Imperative loops and locally allocated stuff

patrick-nicodemus commented 2 days ago

I have downloaded the "bleeding edge" fork of Flambda2 here - https://github.com/janestreet/opam-repository/tree/with-extensions

Here is some code to add up the numbers from 1 to n using floating point arithmetic.

let sum n =
  let acc = ref 0. in
  let k = ref n in
  while !k != 0 do
    acc := !acc +. float_of_int !k;
    k := !k - 1
  done;
  !acc

The normal OCaml compiler generates the following cmm code which contains a local mutable accumulator variable:

(function{bin/main.ml:11,8-138} camlDune__exe__Main.sum_270 (n/272: val)
 (let_mut acc/542: float 0.
   (let_mut k/274: int n/272
     (catch
       (catch rec (exit 5) with(5)
         (if (!= k/274 1)
           (seq (assign acc/542 (+f acc/542 (floatofint (>>s k/274 1))))
             (assign k/274 (+ k/274 -2)))
           (exit 4))
         (exit 5))
     with(4) []) (alloc 1277 acc/542))))

The "bleeding edge" compiler generates the following cmm code, which allocates every loop:

       (catch rec (exit 8 L:"camlDune__exe__Main__float14" 2000001 0.) with(8
         acc/579: val k/580: int unboxed_float/581: float)
         (if (!= k/580 1)
           (let prim/584 (+f unboxed_float/581 (int->float (>>s k/580 1)))
             (exit 8 (alloc{bin/main.ml:15,11-34} 1277 prim/584) (+ k/580 -2)
               prim/584))
           (exit 7 acc/579)))

Is there a way to make this allocation local?

patrick-nicodemus commented 2 days ago

I also have a related question about how to get good performance.
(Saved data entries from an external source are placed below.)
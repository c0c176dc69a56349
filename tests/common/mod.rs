//! Shared utilities for integration tests.

use std::net::SocketAddr;
use std::time::Duration;
use tokio::net::{TcpListener, TcpStream};
use tokio::task::JoinHandle;

use kv_server::http::{ServerError, ShutdownOutcome};
use kv_server::{HttpServer, ServerConfig, Shutdown, Store};

/// A server running in the background on an ephemeral port.
#[allow(dead_code)]
pub struct TestServer {
    pub addr: SocketAddr,
    pub store: Store,
    pub shutdown: Shutdown,
    pub task: JoinHandle<Result<ShutdownOutcome, ServerError>>,
}

#[allow(dead_code)]
impl TestServer {
    pub fn url(&self, path: &str) -> String {
        format!("http://{}{}", self.addr, path)
    }

    /// Trigger shutdown and wait for the server to stop.
    pub async fn stop(self) {
        self.shutdown.trigger();
        let outcome = self.task.await.unwrap().unwrap();
        assert_eq!(outcome, ShutdownOutcome::Drained);
    }
}

/// Start a server with the given config on 127.0.0.1 with an OS-assigned port.
#[allow(dead_code)]
pub async fn start_server(config: ServerConfig) -> TestServer {
    let store = Store::with_capacity(config.store.initial_capacity);
    let server = HttpServer::new(config, store.clone());

    let listener = TcpListener::bind("127.0.0.1:0").await.unwrap();
    let addr = listener.local_addr().unwrap();
    let shutdown = Shutdown::new();
    let task = tokio::spawn(server.run(listener, shutdown.subscribe()));

    TestServer {
        addr,
        store,
        shutdown,
        task,
    }
}

/// HTTP client that never goes through a system proxy.
#[allow(dead_code)]
pub fn client() -> reqwest::Client {
    reqwest::Client::builder()
        .no_proxy()
        .build()
        .unwrap()
}

/// Reserve a free port by binding and releasing it.
#[allow(dead_code)]
pub fn free_port() -> u16 {
    std::net::TcpListener::bind("127.0.0.1:0")
        .unwrap()
        .local_addr()
        .unwrap()
        .port()
}

/// Wait until something accepts connections on `addr`.
#[allow(dead_code)]
pub async fn wait_until_listening(addr: SocketAddr) {
    for _ in 0..100 {
        if TcpStream::connect(addr).await.is_ok() {
            return;
        }
        tokio::time::sleep(Duration::from_millis(50)).await;
    }
    panic!("nothing listening on {addr}");
}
I don't understand the performance characteristics I observe in the following code:

let pi_approx : int -> float = fun n ->
  let rec pi_sum k acc=
    (if k = 0 then acc else pi_sum (k-1)
         (acc +. 1./. (let a = float_of_int k in a *. a))) in
  Float.sqrt @@ (6. *. pi_sum n 0.)
;;

let pi_approx_while n =
  let acc = ref 0. in
  let k = ref n in
  while !k != 0 do
    acc := !acc +. 1./. (let a = float_of_int !k in a *. a);
    k := !k - 1
  done;
  Float.sqrt @@ 6. *. !acc

let () =
  let t0 = Unix.gettimeofday () in
  let b = (pi_approx 1_000_000) in
  let t1 = Unix.gettimeofday () in
  Printf.printf "%f %f\n" (t1 -. t0) b;

  let t0 = Unix.gettimeofday () in 
  let s = pi_approx_while 1_000_000 in
  let t1 = Unix.gettimeofday () in
  Printf.printf "%f %f\n" (t1 -. t0) s
;;

On my machine, the standard ocamlopt compiler has a runtime of 3.7ms for the first one and 2.3ms for the second one. But the "bleeding edge" compiler has a runtime of 7ms for the first one and 5.4ms for the second one, which seems like a significant difference to me. I looked at the cmm code again and I didn't see allocations in the tight loop in the "bleeding edge" compiler code, how can I understand where the difference in time is coming from? (I annotated the pi_approx loop with exclave_ and local_ annotations and it is actually slower when I use these features.)
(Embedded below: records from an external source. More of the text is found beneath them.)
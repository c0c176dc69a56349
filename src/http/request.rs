//! Request parameters and request identification.
//!
//! # Responsibilities
//! - Deserialize query parameters for each endpoint
//! - Generate a unique request ID (UUID v4) when the client sent none
//!
//! # Design Decisions
//! - Missing parameters read as empty strings, mirroring an empty value
//! - A repeated parameter takes its first value
//! - Request ID added as early as possible for tracing

use axum::http::{HeaderName, HeaderValue, Request};
use serde::Deserialize;
use tower_http::request_id::{MakeRequestId, RequestId};
use uuid::Uuid;

/// Header carrying the request ID in both directions.
pub const X_REQUEST_ID: HeaderName = HeaderName::from_static("x-request-id");

/// Decoded query string, kept as ordered pairs.
#[derive(Debug, Default, Deserialize)]
#[serde(transparent)]
pub struct QueryPairs(Vec<(String, String)>);

impl QueryPairs {
    /// First value given for `name`, or an empty string if it is absent.
    pub fn first(&self, name: &str) -> String {
        self.0
            .iter()
            .find(|(key, _)| key == name)
            .map(|(_, value)| value.clone())
            .unwrap_or_default()
    }
}

/// `GET /name?q=`
#[derive(Debug, Default)]
pub struct NameParams {
    pub q: String,
}

impl From<QueryPairs> for NameParams {
    fn from(query: QueryPairs) -> Self {
        Self { q: query.first("q") }
    }
}

/// `GET /add?k=&v=`
#[derive(Debug, Default)]
pub struct AddParams {
    pub k: String,
    pub v: String,
}

impl From<QueryPairs> for AddParams {
    fn from(query: QueryPairs) -> Self {
        Self {
            k: query.first("k"),
            v: query.first("v"),
        }
    }
}

/// `GET /get?k=`
#[derive(Debug, Default)]
pub struct GetParams {
    pub k: String,
}

impl From<QueryPairs> for GetParams {
    fn from(query: QueryPairs) -> Self {
        Self { k: query.first("k") }
    }
}

/// Generates UUID v4 request IDs.
#[derive(Debug, Clone, Copy, Default)]
pub struct UuidRequestId;

impl MakeRequestId for UuidRequestId {
    fn make_request_id<B>(&mut self, _request: &Request<B>) -> Option<RequestId> {
        let id = HeaderValue::from_str(&Uuid::new_v4().to_string()).ok()?;
        Some(RequestId::new(id))
    }
}

/// Request ID of a request, or `"unknown"` if none was assigned.
pub fn request_id<B>(request: &Request<B>) -> &str {
    request
        .headers()
        .get(X_REQUEST_ID)
        .and_then(|v| v.to_str().ok())
        .unwrap_or("unknown")
}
lthls commented 2 days ago

Is there a way to make this allocation local?

It's a known issue: if the last result returned by a loop is returned/used directly, unboxing fails (in part because unboxing would introduce an unnecessary boxing in the case where the loop is not taken at all, but mostly because we haven't gotten around to doing it properly yet). There is a workaround, which is to write !acc +. 0. at the end.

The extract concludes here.